Saturday, April 14, 2012

Bathroom Monologue: Indicators I Got Old This Year


-Put several items back in the grocery store in order to afford lettuce

-Began making my bed rather than just wrapping the sheets around myself when I got tired

-Marathon editing sessions began to hurt my eyes and vision;
concerned party said, “It looks like your mascara is running”

-Finally began giving up on bad books
rather than seeing every one through to the end

-Finally began giving away or selling
lots of books and other media I’m not using anymore

-Learned how to cook waffles for myself

-Spent a full weekend filing

-Calculated my LDL for the first time

Friday, April 13, 2012

True Stories of John: Friday the 13th


You don’t know me if you don’t know that I love Friday the 13th. It is one of the few series in human history that is great without being good. It's marred by an undue reputation, for it's not a conservative vengeance trip. At its face-burning, bed-impaling best, it is the id eating itself, reveling in the things it punishes, and it stars the hardest working man in show business. I never imagined a hockey mask could so define Horror, and yet it has, doing for my generation what horns and a pitchfork did for the Medieval world.

So when Michael Bay said his Platinum Dunes would remake Friday the 13th, I was excited. He couldn’t screw it up worse; it was already bombastic, prurient and downright dumb in every way his stuff was, only lacking the budget. He could just paste together the fun parts from a few of the movies and have a winner. Give me the hockey mask, machete and teens who should know better, and you’ll get this liberal pacifist’s money every time.
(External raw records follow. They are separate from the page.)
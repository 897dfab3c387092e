//! Shared types for LPT Défis

mod error;
mod participation;

pub use error::{DefisError, Result};
pub use participation::{
    AnonymousParticipation, AuthenticatedParticipation, Identity, NewParticipation,
    ParticipationSource,
};
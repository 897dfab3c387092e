//! JSON file anonymous store
//!
//! The whole store is one document:
//!
//! ```json
//! { "version": 1, "participations": [ { "localId": "...", ... } ] }
//! ```
//!
//! A missing file is an empty store. Writes go to a sibling temp file that
//! is then renamed over the original, so a crash never leaves a torn file.

use std::path::{Path, PathBuf};

use serde::{Deserialize, Serialize};
use tokio::sync::Mutex;
use tracing::{debug, warn};

use crate::types::{AnonymousParticipation, DefisError, Result};

use super::AnonymousStore;

/// Current on-disk format version
const STORE_VERSION: u32 = 1;

#[derive(Debug, Default, Serialize, Deserialize)]
struct StoreDocument {
    version: u32,
    #[serde(default)]
    participations: Vec<AnonymousParticipation>,
}

/// Anonymous store persisted as a JSON file
pub struct FileAnonymousStore {
    path: PathBuf,
    /// Serializes read-modify-write cycles within this process
    lock: Mutex<()>,
}

impl FileAnonymousStore {
    pub fn new(path: impl Into<PathBuf>) -> Self {
        Self {
            path: path.into(),
            lock: Mutex::new(()),
        }
    }

    pub fn path(&self) -> &Path {
        &self.path
    }

    async fn load(&self) -> Result<StoreDocument> {
        let bytes = match tokio::fs::read(&self.path).await {
            Ok(bytes) => bytes,
            Err(e) if e.kind() == std::io::ErrorKind::NotFound => {
                return Ok(StoreDocument {
                    version: STORE_VERSION,
                    participations: Vec::new(),
                });
            }
            Err(e) => {
                return Err(DefisError::StorageUnavailable(format!(
                    "cannot read {}: {}",
                    self.path.display(),
                    e
                )))
            }
        };

        let document: StoreDocument = serde_json::from_slice(&bytes).map_err(|e| {
            DefisError::StorageUnavailable(format!("corrupt store {}: {}", self.path.display(), e))
        })?;

        if document.version > STORE_VERSION {
            warn!(
                path = %self.path.display(),
                version = document.version,
                "Anonymous store written by a newer version"
            );
            return Err(DefisError::StorageUnavailable(format!(
                "unsupported store version {}",
                document.version
            )));
        }

        Ok(document)
    }

    async fn save(&self, mut document: StoreDocument) -> Result<()> {
        document.version = STORE_VERSION;
        let json = serde_json::to_vec_pretty(&document)?;

        if let Some(parent) = self.path.parent().filter(|p| !p.as_os_str().is_empty()) {
            tokio::fs::create_dir_all(parent).await?;
        }

        let tmp = self.path.with_extension("json.tmp");
        tokio::fs::write(&tmp, &json).await?;
        tokio::fs::rename(&tmp, &self.path).await?;

        debug!(
            path = %self.path.display(),
            records = document.participations.len(),
            "Anonymous store saved"
        );
        Ok(())
    }
}

#[async_trait::async_trait]
impl AnonymousStore for FileAnonymousStore {
    async fn list_pending(&self) -> Result<Vec<AnonymousParticipation>> {
        let _guard = self.lock.lock().await;
        Ok(self.load().await?.participations)
    }

    async fn record(&self, participation: AnonymousParticipation) -> Result<()> {
        let _guard = self.lock.lock().await;
        let mut document = self.load().await?;
        document
            .participations
            .retain(|r| r.local_id != participation.local_id);
        document.participations.push(participation);
        self.save(document).await
    }

    async fn remove(&self, local_ids: &[String]) -> Result<usize> {
        if local_ids.is_empty() {
            return Ok(0);
        }

        let _guard = self.lock.lock().await;
        let mut document = self.load().await?;
        let before = document.participations.len();
        document
            .participations
            .retain(|r| !local_ids.contains(&r.local_id));
        let removed = before - document.participations.len();

        if removed > 0 {
            self.save(document).await?;
        }
        Ok(removed)
    }

    async fn clear(&self) -> Result<()> {
        let _guard = self.lock.lock().await;
        match tokio::fs::remove_file(&self.path).await {
            Ok(()) => Ok(()),
            Err(e) if e.kind() == std::io::ErrorKind::NotFound => Ok(()),
            Err(e) => Err(e.into()),
        }
    }
}
//! MongoDB persistence for authenticated participations

pub mod mongo;
pub mod schemas;

pub use mongo::{redact_uri, IntoIndexes, MongoClient, MongoCollection, MutMetadata};
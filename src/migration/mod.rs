//! Anonymous participation migration
//!
//! - **Detector**: is there anything to migrate for this session?
//! - **Engine**: merge anonymous records into the user's participations
//! - **Coordinator**: session-start entry point, store cleanup, notifications
//!
//! The detector and engine return data; only the coordinator decides what
//! the user sees.

pub mod coordinator;
pub mod detector;
pub mod engine;
pub mod outcome;

pub use coordinator::MigrationCoordinator;
pub use detector::MigrationDetector;
pub use engine::{EngineConfig, ReconciliationEngine};
pub use outcome::{MigrationOutcome, MigrationStatus, RecordFailure};
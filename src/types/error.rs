//! Error types for LPT Défis
//!
//! One taxonomy for the whole reconciliation flow. Which variants are
//! recoverable depends on the caller:
//! - `StorageUnavailable` is treated as "nothing pending"
//! - `Persistence`, `Conflict` and `Timeout` are recovered per record
//! - `InvalidIdentity` is a contract violation and always surfaces

/// MongoDB duplicate key error code
const DUPLICATE_KEY_CODE: i32 = 11000;

/// Main error type for LPT Défis operations
#[derive(Debug, thiserror::Error)]
pub enum DefisError {
    #[error("Local anonymous store unavailable: {0}")]
    StorageUnavailable(String),

    #[error("Invalid identity: {0}")]
    InvalidIdentity(String),

    #[error("Persistence error: {0}")]
    Persistence(String),

    #[error("Participation already exists: {0}")]
    Conflict(String),

    #[error("Operation timed out: {0}")]
    Timeout(String),

    #[error("Database error: {0}")]
    Database(String),

    #[error("Notification error: {0}")]
    Notification(String),

    #[error("Authentication error: {0}")]
    Auth(String),

    #[error("Configuration error: {0}")]
    Config(String),

    #[error("Internal error: {0}")]
    Internal(String),
}

impl DefisError {
    /// Short, user-presentable description without internals
    pub fn public_message(&self) -> &'static str {
        match self {
            Self::StorageUnavailable(_) => "Local storage is not available",
            Self::InvalidIdentity(_) => "You need to be signed in",
            Self::Persistence(_) | Self::Database(_) | Self::Timeout(_) => {
                "The server could not save your participations"
            }
            Self::Conflict(_) => "This participation was already saved",
            Self::Notification(_) | Self::Internal(_) => "Something went wrong",
            Self::Auth(_) => "Your session is no longer valid",
            Self::Config(_) => "The application is misconfigured",
        }
    }
}

impl From<std::io::Error> for DefisError {
    fn from(err: std::io::Error) -> Self {
        Self::StorageUnavailable(err.to_string())
    }
}

impl From<serde_json::Error> for DefisError {
    fn from(err: serde_json::Error) -> Self {
        Self::StorageUnavailable(format!("JSON error: {}", err))
    }
}

impl From<mongodb::error::Error> for DefisError {
    fn from(err: mongodb::error::Error) -> Self {
        use mongodb::error::{ErrorKind, WriteFailure};

        let duplicate = matches!(
            err.kind.as_ref(),
            ErrorKind::Write(WriteFailure::WriteError(e)) if e.code == DUPLICATE_KEY_CODE
        );

        if duplicate {
            Self::Conflict(err.to_string())
        } else {
            Self::Database(err.to_string())
        }
    }
}

impl From<jsonwebtoken::errors::Error> for DefisError {
    fn from(err: jsonwebtoken::errors::Error) -> Self {
        Self::Auth(format!("JWT error: {}", err))
    }
}

/// Result type alias for LPT Défis operations
pub type Result<T> = std::result::Result<T, DefisError>;
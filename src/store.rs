pub(crate) mod planet;
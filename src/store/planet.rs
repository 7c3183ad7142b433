use std::{
    path::{Path, PathBuf},
    time::{SystemTime, UNIX_EPOCH},
};

use anyhow::Context;

use crate::{
    foundation::error::{PlanetError, PlanetResult},
    foundation::math::Fnv1a64,
};

/// Metadata record written for every saved render.
#[derive(Clone, Debug, PartialEq, Eq, serde::Serialize, serde::Deserialize)]
pub struct PlanetRecord {
    /// Panorama the planet was rendered from.
    pub pano_id: String,
    /// Creation time, seconds since the Unix epoch.
    pub created_unix: u64,
    /// Blob reference, relative to the store root.
    pub blob: String,
}

/// Filesystem store: content-addressed blobs plus one JSON record per render.
///
/// Layout: `<root>/blobs/<fnv64>.jpg` and `<root>/records/<created-ns>-<fnv64>.json`.
#[derive(Clone, Debug)]
pub struct PlanetStore {
    root: PathBuf,
}

impl PlanetStore {
    /// Open (creating if needed) a store rooted at `root`.
    pub fn open(root: impl Into<PathBuf>) -> PlanetResult<Self> {
        let root = root.into();
        for dir in ["blobs", "records"] {
            let p = root.join(dir);
            std::fs::create_dir_all(&p)
                .with_context(|| format!("create store dir '{}'", p.display()))?;
        }
        Ok(Self { root })
    }

    /// Store root.
    pub fn root(&self) -> &Path {
        &self.root
    }

    /// Persist an encoded render for `pano_id` and return its record.
    #[tracing::instrument(skip(self, jpeg), fields(bytes = jpeg.len()))]
    pub fn save(&self, pano_id: &str, jpeg: &[u8]) -> PlanetResult<PlanetRecord> {
        if pano_id.is_empty() {
            return Err(PlanetError::validation("pano id must not be empty"));
        }
        let mut h = Fnv1a64::new_default();
        h.write_bytes(jpeg);
        let digest = format!("{:016x}", h.finish());

        let blob = format!("blobs/{digest}.jpg");
        let blob_path = self.root.join(&blob);
        if !blob_path.exists() {
            std::fs::write(&blob_path, jpeg)
                .with_context(|| format!("write blob '{}'", blob_path.display()))?;
        }

        let now = SystemTime::now()
            .duration_since(UNIX_EPOCH)
            .unwrap_or_default();
        let created_unix = now.as_secs();
        let record = PlanetRecord {
            pano_id: pano_id.to_string(),
            created_unix,
            blob,
        };

        let record_path = self
            .root
            .join("records")
            .join(format!("{:020}-{digest}.json", now.as_nanos()));
        let json = serde_json::to_vec_pretty(&record)
            .map_err(|e| PlanetError::encode(format!("planet record json: {e}")))?;
        std::fs::write(&record_path, json)
            .with_context(|| format!("write record '{}'", record_path.display()))?;

        tracing::info!(blob = %record.blob, "saved planet");
        Ok(record)
    }

    /// All records, oldest first.
    pub fn records(&self) -> PlanetResult<Vec<PlanetRecord>> {
        let dir = self.root.join("records");
        let mut out = Vec::new();
        for entry in std::fs::read_dir(&dir)
            .with_context(|| format!("list records in '{}'", dir.display()))?
        {
            let path = entry.context("read record entry")?.path();
            if path.extension().and_then(|e| e.to_str()) != Some("json") {
                continue;
            }
            let bytes =
                std::fs::read(&path).with_context(|| format!("read record '{}'", path.display()))?;
            let record: PlanetRecord = serde_json::from_slice(&bytes)
                .with_context(|| format!("parse record '{}'", path.display()))?;
            out.push(record);
        }
        out.sort_by(|a, b| {
            a.created_unix
                .cmp(&b.created_unix)
                .then_with(|| a.blob.cmp(&b.blob))
        });
        Ok(out)
    }

    /// Read a blob back by its record reference.
    pub fn read_blob(&self, record: &PlanetRecord) -> PlanetResult<Vec<u8>> {
        let path = self.root.join(&record.blob);
        Ok(std::fs::read(&path).with_context(|| format!("read blob '{}'", path.display()))?)
    }
}

#[cfg(test)]
#[path = "../../tests/unit/store/planet.rs"]
mod tests;
use super::*;
use crate::raster::source::{Solid, TileImage};

fn checker() -> TileImage {
    // 2x2: black, white / white, black (opaque).
    TileImage::from_fn(2, 2, |x, y| {
        let v = if (x + y) % 2 == 0 { 0 } else { u16::MAX };
        image::Rgba([v, v, v, u16::MAX])
    })
}

fn ramp() -> TileImage {
    TileImage::from_fn(4, 3, |x, y| image::Rgba([x as u16 * 1000, y as u16 * 1000, 7, 9]))
}

#[test]
fn mix_with_self_is_identity() {
    let colors = [
        Rgba16::transparent(),
        Rgba16::new(1, 2, 3, 4),
        Rgba16::new(65535, 65535, 65535, 65535),
        Rgba16::new(12345, 0, 54321, 32768),
    ];
    for a in colors {
        for i in 0..=20 {
            let theta = f64::from(i) / 20.0;
            assert_eq!(mix(a, a, theta), a, "theta = {theta}");
        }
    }
}

#[test]
fn mix_endpoints_are_exact() {
    let a = Rgba16::new(100, 65535, 0, 3);
    let b = Rgba16::new(65535, 1, 777, 40000);
    assert_eq!(mix(a, b, 0.0), a);
    assert_eq!(mix(a, b, 1.0), b);
}

#[test]
fn mix_truncates_instead_of_rounding() {
    let a = Rgba16::new(0, 0, 0, 0);
    let b = Rgba16::new(3, 3, 3, 3);
    // 0.5 * 3 = 1.5 -> 1
    assert_eq!(mix(a, b, 0.5), Rgba16::new(1, 1, 1, 1));
    // 0.99 * 3 = 2.97 -> 2
    assert_eq!(mix(a, b, 0.99).r, 2);
}

#[test]
fn nearest_at_integer_coordinates_is_lookup() {
    let img = ramp();
    let s = Nearest::new(&img, EdgePolicy::Clamp);
    for y in 0..3 {
        for x in 0..4 {
            assert_eq!(s.sample(f64::from(x), f64::from(y)), img.pixel(x, y));
        }
    }
}

#[test]
fn nearest_rounds_half_up() {
    let img = ramp();
    let s = Nearest::new(&img, EdgePolicy::Clamp);
    assert_eq!(s.sample(1.49, 0.0), img.pixel(1, 0));
    assert_eq!(s.sample(1.5, 0.0), img.pixel(2, 0));
    assert_eq!(s.sample(0.2, 1.7), img.pixel(0, 2));
}

#[test]
fn bilinear_at_integer_coordinates_is_lookup() {
    let img = ramp();
    let s = Bilinear::new(&img, EdgePolicy::Clamp);
    for y in 0..3 {
        for x in 0..4 {
            assert_eq!(s.sample(f64::from(x), f64::from(y)), img.pixel(x, y));
        }
    }
}

#[test]
fn bilinear_blends_horizontal_then_vertical() {
    let img = ramp();
    let s = Bilinear::new(&img, EdgePolicy::Clamp);
    let c = s.sample(1.25, 0.5);
    assert_eq!(c, Rgba16::new(1250, 500, 7, 9));

    let centre = Bilinear::new(checker(), EdgePolicy::Clamp).sample(0.5, 0.5);
    assert_eq!(centre, Rgba16::new(32767, 32767, 32767, u16::MAX));
}

#[test]
fn bilinear_clamps_past_last_row_and_column() {
    let img = ramp();
    let s = Bilinear::new(&img, EdgePolicy::Clamp);
    assert_eq!(s.sample(3.0, 2.0), img.pixel(3, 2));
    assert_eq!(s.sample(3.6, 2.9), img.pixel(3, 2));
    assert_eq!(s.sample(-5.0, -0.5), img.pixel(0, 0));
}

#[test]
fn wrap_policy_is_periodic() {
    assert_eq!(EdgePolicy::Wrap.resolve(-1, 4), 3);
    assert_eq!(EdgePolicy::Wrap.resolve(4, 4), 0);
    assert_eq!(EdgePolicy::Wrap.resolve(9, 4), 1);
    assert_eq!(EdgePolicy::Clamp.resolve(-1, 4), 0);
    assert_eq!(EdgePolicy::Clamp.resolve(9, 4), 3);

    let img = ramp();
    let s = Bilinear::new(&img, EdgePolicy::Wrap);
    // Halfway between column 3 and column 0.
    assert_eq!(s.sample(3.5, 0.0).r, 1500);
}

#[test]
fn flat_field_never_blends() {
    let color = Rgba16::new(4242, 65535, 1, 30000);
    let solid = Solid {
        width: 5,
        height: 5,
        color,
    };
    for mode in [Interpolation::Nearest, Interpolation::Bilinear] {
        for edge in [EdgePolicy::Clamp, EdgePolicy::Wrap] {
            let s = Sampler::new(solid, mode, edge);
            for (x, y) in [(0.0, 0.0), (1.3, 2.7), (4.9, 4.9), (-3.2, 11.1)] {
                assert_eq!(s.sample(x, y), color);
            }
        }
    }
}

#[test]
fn extreme_coordinates_resolve_through_the_edge_policy() {
    let img = ramp();
    for edge in [EdgePolicy::Clamp, EdgePolicy::Wrap] {
        let bilinear = Bilinear::new(&img, edge);
        let nearest = Nearest::new(&img, edge);
        for (x, y) in [
            (f64::INFINITY, 1.0),
            (1e19, 1.0),
            (1.0, f64::INFINITY),
            (f64::NEG_INFINITY, -1e19),
            (1e19, 1e19),
        ] {
            let b = bilinear.sample(x, y);
            let n = nearest.sample(x, y);
            assert_eq!((b.b, b.a), (7, 9), "{edge:?} bilinear at ({x}, {y})");
            assert_eq!((n.b, n.a), (7, 9), "{edge:?} nearest at ({x}, {y})");
        }
    }
    let far = Bilinear::new(&img, EdgePolicy::Clamp).sample(f64::INFINITY, 1.0);
    assert_eq!((far.r, far.g), (3000, 1000));
}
They set to release it on Friday the 13th, 2009.  I looked forward to it throughout January, with such intensity that even friends who hated Horror were excited for me. Yet it was a rough period in my household, and the closer we got to that Friday, the less I thought I could justify the price of a ticket. As the sky grew orange and the shades of the trees around my house swelled, I resigned my dream. I’d just stay home and polish some short stories.

I was opening Microsoft Word when the power went out. My desk faced the windows; down the street and around the lake, every house had gone dark. My battery back-up beeped in protest as I stared outside. Dusk rushed in, turning the surrounding forest into a silhouette.

I saved everything on the computer, shut down and gathered candles. This was obnoxious, but hardly fate. I could sketch plots in my notebook and maybe finish reading the Poe’s Children anthology before bed. I was carrying the books down the stairs in search of a flashlight when I witnessed perhaps the craziest thing I’ve ever seen in my life.

Light flickered through my front windows. I peered through the curtains and found headlights. Actually, I found a figure in those headlights. It was a large, stocky man in washed out coveralls, carrying an axe over his head. He was in the street, and I swear he was looking right at me.

It took me a few moments to realize it was a neighbor home from construction work. Ironically, I only realized this when he unpacked the chainsaw from his pickup truck.

But that was enough for me. I told God and Michael Bay that they had won, I told my family goodbye, and got in the damned car. I’d go to the stupid movie instead of sitting in the dark all night. I was laughing to myself when the radio buzzed on. The Talking Heads’ “Psycho Killer” was playing.

I drove very fast.




Thursday, April 12, 2012

Bathroom Monologue: No Thanks


“He could have thanked me.”

“He could have thrown his catheter at you.”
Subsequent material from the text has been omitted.